U.S. ag cooperative CHS hit by Brazil firm's bankruptcy filing: sources

SAO PAULO (Reuters) - CHS Inc, the biggest U.S. agricultural cooperative, is among the largest creditors of Brazilian commodities trader Seara Ind e Com de Produtos Agropecuários Ltda, which filed for bankruptcy protection last week, two sources with knowledge of the situation told Reuters on Friday.

CHS confirmed it was a creditor of Seara Ind e Com but declined to give specifics.

The two sources, who asked for anonymity since the exact numbers are not public, estimated CHS credits with Seara - not to be mistaken with Brazilian meatpacker JBS’s processed foods unit Seara SA - to be around $200 million.

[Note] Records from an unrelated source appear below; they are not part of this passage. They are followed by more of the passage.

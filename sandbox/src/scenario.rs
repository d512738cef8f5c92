//! The scripted test level: a floor, a low ceiling slab over the spawn point and a spinning
//! platform a few meters ahead.

use locomotion::{
    CapsuleSpec, ColliderShapeDef, PlatformMotion, Quat, RapierWorld, SurfaceDef, SurfaceId, Vec3,
    constants::{DEFAULT_PROFILE, INVERTED_PROFILE},
};

pub const FLOOR: SurfaceId = 1;
pub const CEILING: SurfaceId = 2;
pub const PLATFORM: SurfaceId = 3;

/// Steepest walkable slope for both the probe and the mover.
pub const MAX_FLOOR_ANGLE_DEG: f32 = 45.0;

pub fn build_world() -> RapierWorld {
    RapierWorld::build(vec![
        SurfaceDef::fixed(
            FLOOR,
            Vec3::zeros(),
            Quat::identity(),
            ColliderShapeDef::Plane {
                offset_along_normal: 0.0,
            },
        ),
        // Underside at 2.5 m: lower than the apex of a standing jump.
        SurfaceDef::fixed(
            CEILING,
            Vec3::new(0.0, 2.75, 0.0),
            Quat::identity(),
            ColliderShapeDef::Cuboid {
                half_extents: Vec3::new(3.0, 0.25, 3.0),
            },
        ),
        // Thin enough to step onto.
        SurfaceDef::fixed(
            PLATFORM,
            Vec3::new(0.0, 0.1, -8.0),
            Quat::identity(),
            ColliderShapeDef::Cuboid {
                half_extents: Vec3::new(2.5, 0.1, 2.5),
            },
        )
        .moving(PlatformMotion {
            linear_velocity: Vec3::zeros(),
            angular_velocity: Vec3::new(0.0, 0.8, 0.0),
        }),
    ])
}

/// Spawn with the feet just above the floor.
pub fn spawn_point(capsule: &CapsuleSpec) -> Vec3 {
    Vec3::new(0.0, capsule.center_to_feet() + 0.02, 0.0)
}

#[derive(Clone, Copy, Debug, PartialEq)]
pub enum Action {
    /// Hold the input axes until the next `Walk`.
    Walk { horizontal: f32, vertical: f32 },
    Jump,
    Reorient(&'static str),
}

pub const SCRIPT: &[(f32, Action)] = &[
    (0.5, Action::Jump),
    (
        1.5,
        Action::Walk {
            horizontal: 0.0,
            vertical: 1.0,
        },
    ),
    (
        3.1,
        Action::Walk {
            horizontal: 0.0,
            vertical: 0.0,
        },
    ),
    (4.5, Action::Reorient(INVERTED_PROFILE)),
    (4.8, Action::Reorient(DEFAULT_PROFILE)),
];

/// Actions scheduled in `(from, to]`.
pub fn due(from: f32, to: f32) -> impl Iterator<Item = Action> {
    SCRIPT
        .iter()
        .filter(move |(at, _)| *at > from && *at <= to)
        .map(|(_, action)| *action)
}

Seara Ind e Com filed for bankruptcy protection last week asking to restructure 2.1 billion reais ($662 million) in debt.

Seara manages farms, provides rail and road transportation for grains and trades soybeans and corn produced by farmers or delivered by cooperatives in four Brazilian states.

The company is headquartered in Sertanópolis, a small town close to Londrina, the second-largest city in Brazil’s agricultural powerhouse state of Parana.

CHS, which has headquarters in St. Paul, Minnesota, said in a statement to Reuters that it “maintained a grain origination relationship with Seara for several years” but was surprised by the company’s decision to seek court protection against creditors.

“CHS Brazil and CHS Inc. leadership are actively managing the situation to understand and respond to any potential impact to our business and our employees,” it said.

CHS said it expects “shipments of products to arrive as scheduled and that would remain in contact with customers regarding product orders and shipments,” it said.

International commodities traders in Brazil usually maintain business relationships with regional commodities companies aiming to source grains volumes destined for export markets.

In a statement last week, when it filed for bankruptcy protection in the regional court in Londrina, Seara said Brazil’s economic crisis, particularly tight credit markets, had sharply undermined its ability to maintain operations.